Jörg Fausers Kolumnen für das Berliner Stadtmagazin «Tip» sind politisch nicht leicht einzuordnen

  • Guido Speckmann
  • Lesedauer: 4 Min.

War Jörg Fauser ein Rechter, ein Vordenker der AfD? Er gilt doch gemeinhin als Rebell des Literaturbetriebs, als Kneipenliterat mit sympathisierendem Blick auf die Underdogs oder als Vorläufer der Pop-Literatur. Aber nicht als Rechter.

Jörg Fauser: Caliban Berlin: Kolumnen 1980–84.
Diogenes, 368 S., geb., 24 €.

Und doch wird genau diese Frage im Nachwort des Bandes «Caliban Berlin. Kolumnen 1980 - 84» aufgeworfen. Der Band ist Teil der Fauser-Werkausgabe, die der Diogenes-Verlag neu herausgibt. Er versammelt die Kolumnen, die Fauser unter dem Pseudonym «Caliban» für das Berliner Stadtmagazin «Tip» verfasste. Im Nachwort fragt der Fauser-Biograf Ambros Waibel: «Wäre Fauser heute vielleicht eine Art Matthias Matussek?»

Der Stein des Anstoßes ist vor allem eine Stelle, in der Fauser auf Bo Gritz eingeht, einen US-Offizier, der in den 1980er Jahren in abenteuerlichen Missionen beweisen wollte, dass in Laos und Vietnam noch US-Gefangene einsitzen: In der Kolumne «Clint Eastwood ist Hamlet» ist etwa die Rede von einer «sterilen Kopf- und Zopfwelt einer von Feminismus und ähnlichen Gesinnungsdiktaturen genormten Kultur».

Feminismus als «Gesinnungsdiktatur»? - ja, das könnten die von der AfD auch unterschreiben. Die rechtsextreme Zeitung «Junge »Freiheit« hat es schon getan und sich positiv insbesondere auf Fausers Dissidententum bezogen, der Ex-Maoist und heutige Identitären-Sympathisant Matussek ebenso. Die Journalistin Katja Kullmann spricht schon von einem neuen Schwenk in der Fauser-Rezeption: der rechten Vereinnahmung.

»Caliban Berlin« bietet eine hervorragende Möglichkeit, sich mit dieser Frage auseinanderzusetzen. In der Tat wurde besagte Eastwood-Kolumne schon damals scharf kritisiert. Von faschistoiden Dschungel-Kriegsabenteuern »als das, was Männern einmal Spaß gemacht hat«, ist in einer Leserzuschrift an die »Tip«-Redaktion die Rede. Fauser setzt sich mit dieser Kritik auseinander und bekennt in der Tat Irritierendes: zum Beispiel ein konservativer Mensch und an »Kameradschaft« interessiert zu sein. Und er schließt sich George Orwell an, der die Linke eindringlich davor gewarnt haben soll, Begriffe wie Kameradschaft, Treue, Mut, Ehre, Würde, Nation oder Kampf preiszugeben.

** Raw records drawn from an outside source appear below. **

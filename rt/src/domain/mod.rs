//! Domain types: discrete points and the ranges built on them
//!
//! - [`Discrete`] - ordered point contract (integers, dates, interned objects)
//! - [`Range`] - immutable closed interval with containment/overlap queries
//! - [`Point`] / [`PointRegistry`] - point-only wrapping of plain objects

mod discrete;
mod point;
mod range;

pub(crate) use discrete::step;
pub use discrete::Discrete;
pub use point::{Point, PointRegistry};
pub use range::Range;
//! Discrete domain contract and built-in implementations

use std::fmt;

use chrono::{Duration, NaiveDate};

/// Ordered point type every [`Range`](super::Range) is built on
///
/// `delta` must induce a strict total order and be antisymmetric:
/// `a.delta(b) == -b.delta(a)`. For contiguous domains `offset` and `delta`
/// agree (`a.offset(n).delta(a) == n`); domains without an intrinsic
/// successor return `None` from `offset`.
pub trait Discrete: Clone + fmt::Debug + Send + Sync + 'static {
    /// Signed distance from `other` to `self`
    fn delta(&self, other: &Self) -> i64;

    /// `delta`, or `None` when the distance does not fit an `i64`
    fn checked_delta(&self, other: &Self) -> Option<i64> {
        Some(self.delta(other))
    }

    /// Point `n` steps away, if the domain has one
    fn offset(&self, n: i64) -> Option<Self>;

    /// Stable identity key
    fn unique(&self) -> String;
}

macro_rules! impl_discrete_for_int {
    ($($ty:ty),*) => {
        $(
            impl Discrete for $ty {
                fn delta(&self, other: &Self) -> i64 {
                    match self.checked_delta(other) {
                        Some(delta) => delta,
                        None => panic!("distance from {other} to {self} overflows i64"),
                    }
                }

                fn checked_delta(&self, other: &Self) -> Option<i64> {
                    i64::from(*self).checked_sub(i64::from(*other))
                }

                fn offset(&self, n: i64) -> Option<Self> {
                    i64::from(*self).checked_add(n).and_then(|v| <$ty>::try_from(v).ok())
                }

                fn unique(&self) -> String {
                    self.to_string()
                }
            }
        )*
    };
}

impl_discrete_for_int!(i8, i16, i32, i64, u8, u16, u32);

/// Calendar days: one unit is one day
impl Discrete for NaiveDate {
    fn delta(&self, other: &Self) -> i64 {
        self.signed_duration_since(*other).num_days()
    }

    fn offset(&self, n: i64) -> Option<Self> {
        self.checked_add_signed(Duration::try_days(n)?)
    }

    fn unique(&self) -> String {
        self.format("%Y-%m-%d").to_string()
    }
}

/// Step `d` by `n`, treating an unsupported offset as a contract violation
pub(crate) fn step<D: Discrete>(d: &D, n: i64) -> D {
    match d.offset(n) {
        Some(next) => next,
        None => panic!("offset({n}) unsupported from {d:?}: domain is not contiguous here"),
    }
}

Da darf man allerdings gern anderer Meinung sein, wie auch bei Fausers Sozialstaatskritik. Er bekennt, den Grünen ihren Widerstand gegen die schon Anfang der 80er Jahre geplante Volkszählung nicht so recht abzunehmen. Und wörtlich: »Sind es nicht sie, die sich starkmachen für den totalen Ausbau des Sozialstaates? Sozialstaat heißt aber auch Statistik, heißt Plan, heißt Kontrolle und Wohlfahrtskomitee.« Mit Blick auf den späteren Neoliberalismus in der BRD, den der 1987 im Alter von 43 Jahren verstorbene Fauser nicht mehr miterlebte, stellt sich indes die Frage: Könnte seine linksradikal anmutende Sozialstaatskritik nicht auch von Neoliberalen geteilt werden, die den Abbau des Sozialstaates vorangetrieben haben?

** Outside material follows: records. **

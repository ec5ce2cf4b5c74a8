//! Interval sorter
//!
//! Sorted, lock-protected range collections with merge-aware bounded
//! extraction. [`Sorter`] works over any [`Discrete`](crate::domain::Discrete)
//! domain; [`ObjectSorter`] layers a deduplicating object set on top of it.

mod core;
mod object;

pub use self::core::{Sorter, UNLIMITED};
pub use object::ObjectSorter;
//! Point-only domain for arbitrary objects
//!
//! Plain objects have no order of their own. A [`PointRegistry`] assigns each
//! distinct object a position the first time it is seen; positions grow by
//! two, so no two points are ever adjacent and every range over them stays a
//! single point. This lets the interval engine double as a deduplicating,
//! recency-ordered object set.

use std::collections::HashMap;
use std::fmt;
use std::hash::Hash;
use std::sync::{Arc, Mutex, Weak};

use tracing::trace;

use crate::sync::locked;

use super::Discrete;

const POSITION_STEP: i64 = 2;

struct Slots<O: Hash + Eq> {
    next: i64,
    by_object: HashMap<O, Weak<PointInner<O>>>,
}

/// Interns objects into [`Point`]s
///
/// A position lives as long as some `Point` refers to it; once the last one
/// is dropped the slot is reclaimed and the object gets a fresh position the
/// next time it is seen.
pub struct PointRegistry<O: Hash + Eq> {
    slots: Arc<Mutex<Slots<O>>>,
}

impl<O> PointRegistry<O>
where
    O: Hash + Eq + Clone + fmt::Debug + Send + Sync + 'static,
{
    pub fn new() -> Self {
        Self {
            slots: Arc::new(Mutex::new(Slots {
                next: 0,
                by_object: HashMap::new(),
            })),
        }
    }

    /// Point for `obj`, reusing its position while one is alive
    pub fn intern(&self, obj: O) -> Point<O> {
        let mut slots = locked(&self.slots);
        if let Some(inner) = slots.by_object.get(&obj).and_then(Weak::upgrade) {
            return Point { inner };
        }
        slots.next += POSITION_STEP;
        let position = slots.next;
        trace!(?obj, position, "PointRegistry::intern: new position");
        let inner = Arc::new(PointInner {
            position,
            obj: obj.clone(),
            registry: Arc::downgrade(&self.slots),
        });
        slots.by_object.insert(obj, Arc::downgrade(&inner));
        Point { inner }
    }

    /// Number of objects currently holding a position
    pub fn len(&self) -> usize {
        locked(&self.slots).by_object.len()
    }

    pub fn is_empty(&self) -> bool {
        self.len() == 0
    }
}

impl<O> Default for PointRegistry<O>
where
    O: Hash + Eq + Clone + fmt::Debug + Send + Sync + 'static,
{
    fn default() -> Self {
        Self::new()
    }
}

struct PointInner<O: Hash + Eq> {
    position: i64,
    obj: O,
    registry: Weak<Mutex<Slots<O>>>,
}

impl<O: Hash + Eq> Drop for PointInner<O> {
    fn drop(&mut self) {
        let Some(slots) = self.registry.upgrade() else {
            return;
        };
        let mut slots = locked(&slots);
        // A newer point for the same object may already have replaced this slot.
        let stale = slots
            .by_object
            .get(&self.obj)
            .is_some_and(|weak| weak.strong_count() == 0);
        if stale {
            slots.by_object.remove(&self.obj);
        }
    }
}

/// An interned object; never adjacent to any other point
pub struct Point<O: Hash + Eq> {
    inner: Arc<PointInner<O>>,
}

impl<O: Hash + Eq> Point<O> {
    /// The wrapped object
    pub fn get(&self) -> &O {
        &self.inner.obj
    }

    pub fn position(&self) -> i64 {
        self.inner.position
    }
}

impl<O: Hash + Eq> Clone for Point<O> {
    fn clone(&self) -> Self {
        Self {
            inner: Arc::clone(&self.inner),
        }
    }
}

impl<O: Hash + Eq + fmt::Debug> fmt::Debug for Point<O> {
    fn fmt(&self, f: &mut fmt::Formatter<'_>) -> fmt::Result {
        write!(f, "({}){:?}", self.inner.position, self.inner.obj)
    }
}

impl<O> Discrete for Point<O>
where
    O: Hash + Eq + fmt::Debug + Send + Sync + 'static,
{
    fn delta(&self, other: &Self) -> i64 {
        self.inner.position - other.inner.position
    }

    fn offset(&self, _n: i64) -> Option<Self> {
        None
    }

    fn unique(&self) -> String {
        self.inner.position.to_string()
    }
}
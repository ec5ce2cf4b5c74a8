//! Throttle over plain objects

use std::fmt;
use std::hash::Hash;
use std::marker::PhantomData;
use std::sync::Arc;

use eyre::Result;

use crate::config::ThrottleConfig;
use crate::counter::{Counter, ThrottleId};
use crate::domain::{Point, PointRegistry, Range};
use crate::error::ThrottleError;

use super::core::{Tag, Throttle};
use super::executor::{Completion, Executor};
use super::stats::ThrottleStats;

/// Executor receiving plain objects instead of point ranges
pub trait ObjectExecutor<O, T>: Send + Sync {
    fn execute(&self, obj: &O, tag: Option<&T>, done: Completion) -> Result<()>;

    fn cancel(&self, obj: &O, tag: Option<&T>);
}

struct Unwrap<O, T> {
    inner: Arc<dyn ObjectExecutor<O, T>>,
    _tag: PhantomData<fn(T)>,
}

impl<O, T> Executor<Point<O>, T> for Unwrap<O, T>
where
    O: Hash + Eq + fmt::Debug + Send + Sync + 'static,
{
    fn execute(&self, range: &Range<Point<O>>, tag: Option<&T>, done: Completion) -> Result<()> {
        self.inner.execute(range.from().get(), tag, done)
    }

    fn cancel(&self, range: &Range<Point<O>>, tag: Option<&T>) {
        self.inner.cancel(range.from().get(), tag);
    }
}

/// Throttle for deduplicated objects
///
/// Objects are never merged: each admitted unit is exactly one object, and
/// putting an object that is already queued or running has no effect.
pub struct ObjectThrottle<O: Hash + Eq, T> {
    points: PointRegistry<O>,
    throttle: Throttle<Point<O>, T>,
}

impl<O, T> ObjectThrottle<O, T>
where
    O: Hash + Eq + Clone + fmt::Debug + Send + Sync + 'static,
    T: Tag,
{
    /// `limit` and `min_first` from `config` are ignored
    pub fn new(
        counter: Arc<Counter>,
        config: &ThrottleConfig,
        executor: Arc<dyn ObjectExecutor<O, T>>,
    ) -> Result<Self, ThrottleError> {
        let config = ThrottleConfig {
            limit: 1,
            min_first: true,
            ..config.clone()
        };
        let unwrap = Unwrap {
            inner: executor,
            _tag: PhantomData,
        };
        Ok(Self {
            points: PointRegistry::new(),
            throttle: Throttle::new(counter, &config, Arc::new(unwrap))?,
        })
    }

    pub fn id(&self) -> ThrottleId {
        self.throttle.id()
    }

    pub fn put(&self, obj: O, tag: Option<T>, promised: bool) -> Result<()> {
        self.throttle.put_point(self.points.intern(obj), tag, promised)
    }

    pub fn discard(&self, obj: O, tag: Option<T>, with_promised: bool) -> Result<()> {
        self.throttle.discard(&self.point_range(obj), tag, with_promised)
    }

    pub fn cancel(&self, obj: O, tag: Option<T>, with_promised: bool) -> Result<()> {
        self.throttle.cancel(&self.point_range(obj), tag, with_promised)
    }

    pub fn destroy(&self, cancel_in_flight: bool) {
        self.throttle.destroy(cancel_in_flight);
    }

    pub fn stats(&self) -> ThrottleStats {
        self.throttle.stats()
    }

    /// Objects waiting under `tag`, bottom of the stack first
    pub fn waiting(&self, tag: Option<&T>) -> Vec<O> {
        self.throttle
            .snapshot()
            .into_iter()
            .filter(|snapshot| snapshot.tag.as_ref() == tag)
            .flat_map(|snapshot| snapshot.waiting)
            .map(|range| range.from().get().clone())
            .collect()
    }

    fn point_range(&self, obj: O) -> Range<Point<O>> {
        Range::point(self.points.intern(obj))
    }
}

Fauser selbst findet an anderer Stelle durchaus lobende Worte für den Ausbau des Sozialstaates: »Was da seit 1969 scheibchenweise an sozialen Erleichterungen in Gang gesetzt wurde (...), das heißt also an Möglichkeiten, am Leben teilzunehmen, an Kultur, das hat zur Verschönerung und zur Verbesserung des deutschen Milieus bis in die miefigsten Ecken der Provinz mehr beigetragen, als es der politischen Rechten lieb sein konnte.« Und so kann man noch mehrere Stellen anführen, die mal als Argument für, mal als eines wider den rechten Fauser gelesen werden können.

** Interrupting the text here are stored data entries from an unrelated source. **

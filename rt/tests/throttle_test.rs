//! Integration tests for rangethrottle
//!
//! These drive throttles through the public API with recording and
//! tokio-backed executors.

use std::collections::BTreeSet;
use std::io::Write;
use std::sync::atomic::{AtomicUsize, Ordering};
use std::sync::{Arc, Mutex};
use std::time::Duration;

use chrono::NaiveDate;
use eyre::Result;
use rangethrottle::{Completion, Config, Counter, Executor, Range, Throttle, ThrottleConfig};
use tempfile::NamedTempFile;
use tracing_subscriber::EnvFilter;

fn init_tracing() {
    let _ = tracing_subscriber::fmt()
        .with_env_filter(EnvFilter::from_default_env())
        .with_test_writer()
        .try_init();
}

fn r(from: i64, to: i64) -> Range<i64> {
    Range::new(from, to)
}

/// Executor that records every call and leaves completion to the test
#[derive(Default)]
struct Recorder {
    started: Mutex<Vec<(Range<i64>, Completion)>>,
    cancelled: Mutex<Vec<Range<i64>>>,
}

impl Executor<i64, String> for Recorder {
    fn execute(&self, range: &Range<i64>, _tag: Option<&String>, done: Completion) -> Result<()> {
        self.started.lock().unwrap().push((range.clone(), done));
        Ok(())
    }

    fn cancel(&self, range: &Range<i64>, _tag: Option<&String>) {
        self.cancelled.lock().unwrap().push(range.clone());
    }
}

impl Recorder {
    fn started(&self) -> Vec<Range<i64>> {
        self.started.lock().unwrap().iter().map(|(r, _)| r.clone()).collect()
    }

    fn cancelled(&self) -> Vec<Range<i64>> {
        self.cancelled.lock().unwrap().clone()
    }

    fn complete(&self, range: &Range<i64>) {
        let done = self
            .started
            .lock()
            .unwrap()
            .iter()
            .find(|(r, _)| r == range)
            .map(|(_, d)| d.clone())
            .expect("range was never started");
        done.done();
    }
}

fn throttle(
    counter: &Arc<Counter>,
    limit: usize,
    lru_capacity: Option<usize>,
) -> (Throttle<i64, String>, Arc<Recorder>) {
    let recorder = Arc::new(Recorder::default());
    let config = ThrottleConfig {
        limit,
        min_first: true,
        lru_capacity,
    };
    let throttle = Throttle::new(Arc::clone(counter), &config, recorder.clone()).expect("valid config");
    (throttle, recorder)
}

fn tag(name: &str) -> Option<String> {
    Some(name.to_string())
}

// =============================================================================
// Admission
// =============================================================================

#[test]
fn test_truncation_keeps_minimum_first() {
    init_tracing();
    let counter = Arc::new(Counter::new(2).unwrap());
    let (throttle, recorder) = throttle(&counter, 5, None);

    throttle.put(r(0, 9), tag("feed"), false).unwrap();

    let started = recorder.started();
    assert_eq!(started[0], r(0, 4));
    assert_eq!(started, vec![r(0, 4), r(5, 9)]);
}

#[test]
fn test_remainder_admitted_once_slot_frees() {
    init_tracing();
    let counter = Arc::new(Counter::new(1).unwrap());
    let (throttle, recorder) = throttle(&counter, 5, None);

    throttle.put(r(0, 9), tag("feed"), false).unwrap();
    assert_eq!(recorder.started(), vec![r(0, 4)]);
    assert_eq!(throttle.snapshot()[0].waiting, vec![r(5, 9)]);

    recorder.complete(&r(0, 4));
    assert_eq!(recorder.started(), vec![r(0, 4), r(5, 9)]);
}

#[test]
fn test_promised_overlap_never_readmitted_best_effort() {
    init_tracing();
    let counter = Arc::new(Counter::new(1).unwrap());
    let (throttle, recorder) = throttle(&counter, 10, None);

    // Occupy the only slot so both requests queue up together.
    throttle.put(r(50, 50), tag("feed"), false).unwrap();
    throttle.put(r(2, 2), tag("feed"), true).unwrap();
    throttle.put(r(0, 5), tag("feed"), false).unwrap();

    recorder.complete(&r(50, 50));
    assert_eq!(recorder.started(), vec![r(50, 50), r(2, 2)]);

    recorder.complete(&r(2, 2));
    recorder.complete(&r(0, 1));

    let started = recorder.started();
    assert_eq!(started, vec![r(50, 50), r(2, 2), r(0, 1), r(3, 5)]);
    for range in &started[2..] {
        assert!(!range.overlap(&r(2, 2)), "{range} re-covers promised work");
    }
}

#[test]
fn test_eviction_cancels_least_recent_best_effort() {
    init_tracing();
    let counter = Arc::new(Counter::new(4).unwrap());
    let (throttle, recorder) = throttle(&counter, 1, Some(2));

    throttle.put(r(100, 100), tag("feed"), true).unwrap();
    throttle.put(r(0, 0), tag("feed"), false).unwrap();
    throttle.put(r(1, 1), tag("feed"), false).unwrap();
    assert!(recorder.cancelled().is_empty());

    throttle.put(r(2, 2), tag("feed"), false).unwrap();
    assert_eq!(recorder.cancelled(), vec![r(0, 0)]);
    assert_eq!(throttle.stats().evictions, 1);

    let snapshot = &throttle.snapshot()[0];
    assert_eq!(snapshot.executing, vec![r(0, 0), r(1, 1), r(2, 2)]);
    assert_eq!(snapshot.executing_promised, vec![r(100, 100)]);

    // The cancelled range reports back like any other completion.
    recorder.complete(&r(0, 0));
    let snapshot = &throttle.snapshot()[0];
    assert_eq!(snapshot.executing, vec![r(1, 1), r(2, 2)]);
    assert!(!recorder.cancelled().contains(&r(100, 100)));
}

#[test]
fn test_evicted_waiting_work_is_requeued() {
    init_tracing();
    let counter = Arc::new(Counter::new(2).unwrap());
    let (throttle, recorder) = throttle(&counter, 1, None);

    throttle.put(r(0, 0), None, false).unwrap();
    throttle.put(r(10, 10), None, false).unwrap();
    for point in [20, 30, 40] {
        throttle.put(r(point, point), None, false).unwrap();
    }

    recorder.complete(&r(0, 0));
    assert_eq!(recorder.started().last(), Some(&r(40, 40)));

    let snapshot = &throttle.snapshot()[0];
    assert_eq!(snapshot.waiting, vec![r(20, 20), r(30, 30)]);
    assert!(recorder.cancelled().is_empty());

    // Nothing running was pushed out, so only the requeue counter moves.
    let stats = throttle.stats();
    assert_eq!(stats.evictions, 0);
    assert_eq!(stats.requeued, 2);
}

#[test]
fn test_triggering_tag_goes_first_then_others() {
    init_tracing();
    let counter = Arc::new(Counter::new(2).unwrap());
    let (throttle, recorder) = throttle(&counter, 1, None);

    throttle.put(r(0, 0), tag("a"), false).unwrap();
    throttle.put(r(1, 1), tag("a"), false).unwrap();
    throttle.put(r(2, 2), tag("a"), false).unwrap();
    throttle.put(r(10, 10), tag("b"), false).unwrap();
    throttle.put(r(11, 11), tag("b"), false).unwrap();
    assert_eq!(recorder.started().len(), 2);

    recorder.complete(&r(0, 0));
    assert_eq!(recorder.started().last(), Some(&r(2, 2)));

    recorder.complete(&r(1, 1));
    assert_eq!(recorder.started().last(), Some(&r(11, 11)));
}

// =============================================================================
// Counter
// =============================================================================

#[test]
fn test_counter_never_starves_an_idle_throttle() {
    init_tracing();
    let counter = Arc::new(Counter::new(1).unwrap());
    let (a, recorder_a) = throttle(&counter, 10, None);
    let (b, recorder_b) = throttle(&counter, 10, None);

    a.put(r(0, 0), None, false).unwrap();
    b.put(r(0, 0), None, false).unwrap();
    a.put(r(5, 5), None, false).unwrap();
    b.put(r(5, 5), None, false).unwrap();

    assert_eq!(recorder_a.started(), vec![r(0, 0)]);
    assert_eq!(recorder_b.started(), vec![r(0, 0)]);
    assert_eq!(counter.count(), 2);

    recorder_a.complete(&r(0, 0));
    assert_eq!(recorder_a.started(), vec![r(0, 0), r(5, 5)]);
    assert_eq!(recorder_b.started(), vec![r(0, 0)]);
}

#[test]
fn test_destroy_unregisters_and_keeps_promised() {
    init_tracing();
    let counter = Arc::new(Counter::new(4).unwrap());
    let (throttle, recorder) = throttle(&counter, 10, None);

    throttle.put(r(0, 3), tag("a"), true).unwrap();
    throttle.put(r(10, 12), tag("a"), false).unwrap();
    throttle.destroy(true);

    assert_eq!(recorder.cancelled(), vec![r(10, 12)]);
    assert!(!counter.is_registered(throttle.id()));

    recorder.complete(&r(0, 3));
    recorder.complete(&r(10, 12));
    assert_eq!(counter.count(), 0);
}

// =============================================================================
// Domains and configuration
// =============================================================================

#[derive(Default)]
struct DayLog {
    started: Mutex<Vec<Range<NaiveDate>>>,
}

impl Executor<NaiveDate, ()> for DayLog {
    fn execute(&self, range: &Range<NaiveDate>, _tag: Option<&()>, done: Completion) -> Result<()> {
        self.started.lock().unwrap().push(range.clone());
        done.done();
        Ok(())
    }

    fn cancel(&self, _range: &Range<NaiveDate>, _tag: Option<&()>) {}
}

#[test]
fn test_date_ranges_split_by_days() {
    init_tracing();
    let day = |d: u32| NaiveDate::from_ymd_opt(2024, 2, d).unwrap();
    let counter = Arc::new(Counter::new(1).unwrap());
    let log = Arc::new(DayLog::default());
    let config = ThrottleConfig {
        limit: 7,
        ..Default::default()
    };
    let throttle: Throttle<NaiveDate, ()> = Throttle::new(counter, &config, log.clone()).unwrap();

    throttle.put(Range::new(day(1), day(20)), None, false).unwrap();

    let started = log.started.lock().unwrap().clone();
    assert_eq!(
        started,
        vec![
            Range::new(day(1), day(7)),
            Range::new(day(8), day(14)),
            Range::new(day(15), day(20)),
        ]
    );
}

#[test]
fn test_throttle_from_config_file() {
    init_tracing();
    let mut file = NamedTempFile::new().unwrap();
    writeln!(file, "counter:\n  max-req-count: 2\nthrottle:\n  limit: 3\n  min-first: false").unwrap();

    let config = Config::load(Some(&file.path().to_path_buf())).unwrap();
    let counter = Arc::new(Counter::from_config(&config.counter).unwrap());
    let recorder = Arc::new(Recorder::default());
    let throttle: Throttle<i64, String> = Throttle::new(counter, &config.throttle, recorder.clone()).unwrap();

    throttle.put(r(0, 7), None, false).unwrap();
    assert_eq!(recorder.started(), vec![r(5, 7), r(2, 4)]);
}

// =============================================================================
// Asynchronous executor
// =============================================================================

/// Runs each range as a tokio task that sleeps briefly, then completes
struct Sleeper {
    handle: tokio::runtime::Handle,
    covered: Arc<Mutex<Vec<Range<i64>>>>,
    running: Arc<AtomicUsize>,
    peak: Arc<AtomicUsize>,
}

impl Executor<i64, String> for Sleeper {
    fn execute(&self, range: &Range<i64>, _tag: Option<&String>, done: Completion) -> Result<()> {
        let now = self.running.fetch_add(1, Ordering::SeqCst) + 1;
        self.peak.fetch_max(now, Ordering::SeqCst);
        self.covered.lock().unwrap().push(range.clone());

        let running = Arc::clone(&self.running);
        self.handle.spawn(async move {
            tokio::time::sleep(Duration::from_millis(5)).await;
            running.fetch_sub(1, Ordering::SeqCst);
            done.done();
        });
        Ok(())
    }

    fn cancel(&self, _range: &Range<i64>, _tag: Option<&String>) {}
}

#[tokio::test(flavor = "multi_thread", worker_threads = 2)]
async fn test_async_executor_covers_every_point_once() {
    init_tracing();
    let counter = Arc::new(Counter::new(2).unwrap());
    let covered = Arc::new(Mutex::new(Vec::new()));
    let peak = Arc::new(AtomicUsize::new(0));
    let sleeper = Arc::new(Sleeper {
        handle: tokio::runtime::Handle::current(),
        covered: Arc::clone(&covered),
        running: Arc::new(AtomicUsize::new(0)),
        peak: Arc::clone(&peak),
    });
    let config = ThrottleConfig {
        limit: 5,
        ..Default::default()
    };
    let throttle: Throttle<i64, String> = Throttle::new(Arc::clone(&counter), &config, sleeper).unwrap();

    for point in 0..40 {
        throttle.put_point(point, tag("feed"), false).unwrap();
    }

    let settled = tokio::time::timeout(Duration::from_secs(10), async {
        loop {
            let stats = throttle.stats();
            if stats.dispatched == stats.completed && throttle.snapshot().is_empty() && counter.count() == 0 {
                break;
            }
            tokio::time::sleep(Duration::from_millis(10)).await;
        }
    })
    .await;
    assert!(settled.is_ok(), "throttle did not drain");

    let covered = covered.lock().unwrap().clone();
    let points: BTreeSet<i64> = covered.iter().flat_map(|range| *range.from()..=*range.to()).collect();
    let total: i64 = covered.iter().map(Range::len).sum();
    assert_eq!(points, (0..40).collect::<BTreeSet<_>>());
    assert_eq!(total, 40, "some points ran twice");
    assert!(covered.iter().all(|range| range.len() <= 5));
    assert!(peak.load(Ordering::SeqCst) <= 2);
    assert!(throttle.stats().peak_executing <= 2);
    assert_eq!(counter.count(), 0);
}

Ambros Waibel meint nach Hinweis auf eine Briefstelle, in der Fauser 1976 das Schweigen in der Zeitung über den Jahrestag der Reichspogromnacht kritisiert: »Dieser Fauser hätte sich mit den die Gräuel der Nazis relativierenden AfD-Leuten und ihren nazistischen Schlägern im Hintergrund nie und nimmer eingelassen.« Und wenn einer mit Blick auf die gefälschten Hitler-Tagebücher schreibt: »Ohne Scham vor ihrer Geschichte haben die Deutschen nach 50 Jahren ihren Hitler wieder groß rausgebracht; statt in diesem Jahr die Geschichte der Opfer zu schreiben«, so kann man sich dessen sicher sein.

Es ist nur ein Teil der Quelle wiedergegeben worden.